I'm commandeering my brief, silly little blog for a higher purpose. Here's the deal, kiddies.
No one reads this, but it is still available to read, not just by people I know but by the entire internet-possessing world. The ability to create something and set it sail into the void like a toy boat into the sea has always been a source of wonder to me. I revel in chance and the unique experiences that it has brought me.

Now it may be my salvation. I have been sick for a long time. It is a mental weakness that I have been aware of all my life and with which I have endured an increasingly bitter struggle with since early childhood. I have been in and out of therapy since I was 13 for the various manifestations of this illness such as anxiety and learning disorders, cutting, depression and contemplated suicide.

A little over two years ago, I moved out of my parent's house confident that independence alone would give me enough space to grow and new opportunities to cure all of my problems. I was young, and wrong. Removed from all of my former meager supports, I now find myself all but consumed by my uncontrollable highs and lows. The friends I once had to talk to are now distant and unconcerned. The new friends I thought I'd make share very little in common with me, and to be honest, I feel that there isn't enough of me left in this body to make any labored attempts at forging new friendships worthwhile.

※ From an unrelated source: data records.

// Copyright 2026 the Veneer Authors
// SPDX-License-Identifier: Apache-2.0 OR MIT

//! Element pooling.
//!
//! An [`ElementAllocator`] keeps one free list per [`ElementKind`] for a
//! single container. Deallocated elements stay attached to the container
//! (the presenter hides them) and are handed out again by the next
//! `allocate` of the same kind, so steady-state frames create no DOM nodes.
//!
//! Invariant: every element the allocator ever created is attached under its
//! container and is either in logical use or in exactly one free list.
//! [`node_count`](ElementAllocator::node_count) is the number in logical use.

use alloc::collections::BTreeMap;
use alloc::vec::Vec;
use core::fmt;
use core::str::FromStr;

use crate::error::{PoolError, UnknownTag};

/// The element tags the engine can allocate.
#[derive(Clone, Copy, Debug, Default, PartialEq, Eq, Hash, PartialOrd, Ord)]
pub enum ElementKind {
    /// `<div>`
    #[default]
    Div,
    /// `<span>`
    Span,
    /// `<img>`
    Img,
    /// `<canvas>`
    Canvas,
    /// `<video>`
    Video,
    /// `<input>`
    Input,
    /// `<textarea>`
    Textarea,
    /// `<button>`
    Button,
    /// `<form>`
    Form,
    /// `<label>`
    Label,
    /// `<iframe>`
    Iframe,
}

impl ElementKind {
    /// Every supported kind.
    pub const ALL: [Self; 11] = [
        Self::Div,
        Self::Span,
        Self::Img,
        Self::Canvas,
        Self::Video,
        Self::Input,
        Self::Textarea,
        Self::Button,
        Self::Form,
        Self::Label,
        Self::Iframe,
    ];

    /// Returns the lowercase tag name.
    #[must_use]
    pub const fn as_str(self) -> &'static str {
        match self {
            Self::Div => "div",
            Self::Span => "span",
            Self::Img => "img",
            Self::Canvas => "canvas",
            Self::Video => "video",
            Self::Input => "input",
            Self::Textarea => "textarea",
            Self::Button => "button",
            Self::Form => "form",
            Self::Label => "label",
            Self::Iframe => "iframe",
        }
    }

    /// Looks up a kind by tag name, ignoring ASCII case.
    ///
    /// DOM `tagName` is uppercase for HTML documents, so `"DIV"` and `"div"`
    /// both resolve to [`ElementKind::Div`].
    #[must_use]
    pub fn from_tag(tag: &str) -> Option<Self> {
        Self::ALL
            .into_iter()
            .find(|kind| kind.as_str().eq_ignore_ascii_case(tag))
    }
}

impl fmt::Display for ElementKind {
    fn fmt(&self, f: &mut fmt::Formatter<'_>) -> fmt::Result {
        f.write_str(self.as_str())
    }
}

impl FromStr for ElementKind {
    type Err = UnknownTag;

    fn from_str(s: &str) -> Result<Self, Self::Err> {
        Self::from_tag(s).ok_or(UnknownTag)
    }
}

/// A node that pooled elements live under.
///
/// Implemented for DOM elements by the web backend and by test doubles.
pub trait Container {
    /// The element type handed out by the pool.
    type Element: Clone + PartialEq;

    /// Creates a new, unattached element of `kind`.
    fn create_element(&self, kind: ElementKind) -> Option<Self::Element>;

    /// Appends `element` as the last child.
    fn append_child(&self, element: &Self::Element);

    /// Detaches `element` from this container. Returns `false` if it was not
    /// a child.
    fn remove_child(&self, element: &Self::Element) -> bool;

    /// Returns the first child element, if any.
    fn first_child(&self) -> Option<Self::Element>;

    /// Returns whether the container has any children.
    fn has_child_nodes(&self) -> bool;

    /// Returns the kind of `element`, or `None` for unsupported tags.
    fn kind_of(element: &Self::Element) -> Option<ElementKind>;
}

/// A per-container free list of elements keyed by kind.
pub struct ElementAllocator<C: Container> {
    container: C,
    detached: BTreeMap<ElementKind, Vec<C::Element>>,
    node_count: usize,
}

impl<C: Container> fmt::Debug for ElementAllocator<C> {
    fn fmt(&self, f: &mut fmt::Formatter<'_>) -> fmt::Result {
        let free: Vec<(ElementKind, usize)> =
            self.detached.iter().map(|(k, v)| (*k, v.len())).collect();
        f.debug_struct("ElementAllocator")
            .field("node_count", &self.node_count)
            .field("free", &free)
            .finish_non_exhaustive()
    }
}

impl<C: Container + PartialEq> ElementAllocator<C> {
    /// Creates an empty pool over `container`.
    #[must_use]
    pub fn new(container: C) -> Self {
        Self {
            container,
            detached: BTreeMap::new(),
            node_count: 0,
        }
    }

    /// Returns the container elements are allocated under.
    #[must_use]
    pub fn container(&self) -> &C {
        &self.container
    }

    /// Hands out an attached element of `kind`.
    ///
    /// Reuses a previously deallocated element if one is available;
    /// otherwise creates one and appends it to the container.
    ///
    /// # Errors
    ///
    /// Returns [`PoolError::CreateFailed`] if the container cannot create an
    /// element of this kind. The live count is unchanged in that case.
    pub fn allocate(&mut self, kind: ElementKind) -> Result<C::Element, PoolError> {
        let store = self.detached.entry(kind).or_default();
        let element = if let Some(element) = store.pop() {
            tracing::trace!(%kind, "reusing pooled element");
            element
        } else {
            let element = self
                .container
                .create_element(kind)
                .ok_or(PoolError::CreateFailed(kind))?;
            self.container.append_child(&element);
            tracing::trace!(%kind, "created element");
            element
        };
        self.node_count += 1;
        Ok(element)
    }

    /// Returns `element` to the free list for its kind.
    ///
    /// The element stays attached to the container. Returns `false`, and
    /// changes nothing, if the element's kind is unsupported, if it is
    /// already free, or if the pool has no elements in use.
    pub fn deallocate(&mut self, element: C::Element) -> bool {
        let Some(kind) = C::kind_of(&element) else {
            tracing::warn!("deallocate called with an element of unsupported kind");
            return false;
        };
        if self.node_count == 0 {
            tracing::warn!(%kind, "deallocate called with no elements in use");
            return false;
        }
        let store = self.detached.entry(kind).or_default();
        if store.contains(&element) {
            tracing::warn!(%kind, "element deallocated twice");
            return false;
        }
        store.push(element);
        self.node_count -= 1;
        true
    }

    /// Moves every child of the current container to `container`, in
    /// document order, and makes it the pool's container.
    ///
    /// Free lists and the live count are untouched. Migrating to the same
    /// container is a no-op.
    pub fn migrate(&mut self, container: C) {
        if container == self.container {
            return;
        }
        while self.container.has_child_nodes() {
            let Some(child) = self.container.first_child() else {
                break;
            };
            if !self.container.remove_child(&child) {
                break;
            }
            container.append_child(&child);
        }
        self.container = container;
    }

    /// Returns the number of elements currently in logical use.
    #[must_use]
    pub fn node_count(&self) -> usize {
        self.node_count
    }

    /// Returns the number of free elements of `kind`.
    #[must_use]
    pub fn free_count(&self, kind: ElementKind) -> usize {
        self.detached.get(&kind).map_or(0, Vec::len)
    }
}

#[cfg(test)]
pub(crate) mod mock {
    use alloc::rc::Rc;
    use alloc::vec::Vec;
    use core::cell::{Cell, RefCell};

    use super::{Container, ElementKind};

    /// A fake element: identity is the `Rc` allocation.
    #[derive(Clone, Debug)]
    pub(crate) struct MockElement(pub(crate) Rc<(ElementKind, u32)>);

    impl PartialEq for MockElement {
        fn eq(&self, other: &Self) -> bool {
            Rc::ptr_eq(&self.0, &other.0)
        }
    }

    /// A fake container recording its children in order.
    #[derive(Clone, Debug, Default)]
    pub(crate) struct MockContainer {
        pub(crate) children: Rc<RefCell<Vec<MockElement>>>,
        pub(crate) created: Rc<Cell<u32>>,
        pub(crate) refuse: Cell<Option<ElementKind>>,
    }

    impl PartialEq for MockContainer {
        fn eq(&self, other: &Self) -> bool {
            Rc::ptr_eq(&self.children, &other.children)
        }
    }

    impl Container for MockContainer {
        type Element = MockElement;

        fn create_element(&self, kind: ElementKind) -> Option<MockElement> {
            if self.refuse.get() == Some(kind) {
                return None;
            }
            let serial = self.created.get();
            self.created.set(serial + 1);
            Some(MockElement(Rc::new((kind, serial))))
        }

        fn append_child(&self, element: &MockElement) {
            self.children.borrow_mut().push(element.clone());
        }

        fn remove_child(&self, element: &MockElement) -> bool {
            let mut children = self.children.borrow_mut();
            let before = children.len();
            children.retain(|c| c != element);
            before != children.len()
        }

        fn first_child(&self) -> Option<MockElement> {
            self.children.borrow().first().cloned()
        }

        fn has_child_nodes(&self) -> bool {
            !self.children.borrow().is_empty()
        }

        fn kind_of(element: &MockElement) -> Option<ElementKind> {
            Some(element.0.0)
        }
    }
}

Look, you're getting bored already. So am I. I hate that the only substance left inside of me is my own decay.

Which is where Lube Penguin comes in. Silly name, but I'm not changing it. I think that if I talk about this enough-- if I bleed it out of me bit by bit-- I may start to get better. There are already small things that I have found which temporarily alleviate the symptoms of my illness.

I am not sure if this will be enough. If I wasn't so poor, I would have myself admitted to the full time care of professionals. The treatment that therapy offers is, if effective, emotionally taxing and physically exhausting. I have to balance my illness, the fight against it, and a full time job on my already fragile mental plate, and quite frankly, it is unbearable.

But I'm not giving up.
While I have always been sick, this turn for the worse has been extremely recent. Sometime in the last year the light has gone out from me. Sickness and all, I used to be a vibrant and functional person. That light was with me the last time I posted on this blog. I won't give up until I find it again.

I just want to be better. I want to experience the fullness and intricate beauties of life with a peaceful soul and open, uncluttered mind. I want to be someone who has ideas and dreams, ambitions and impulses. I used to be an incredibly imaginative girl, a good friend, an attentive lover, an artist, a writer. Now I am just sick.

The fact that no one reads this gives me the freedom to say whatever comes to mind, but the possibility that someone could is what instills a tiny seed of hope in my soul.

Sunday, April 12, 2009

Friday, April 10, 2009

Friday, March 13, 2009

"Shop Smart. S-Mart."

You're back! ^^

As all my friends know, art is my love, but fast food is my true calling. "Would you like fries with that?" is a question I recite in my sleep. Pre-programmed into my brain, it rolls off the tongue even when the asking is unnecessary, before it can be stopped.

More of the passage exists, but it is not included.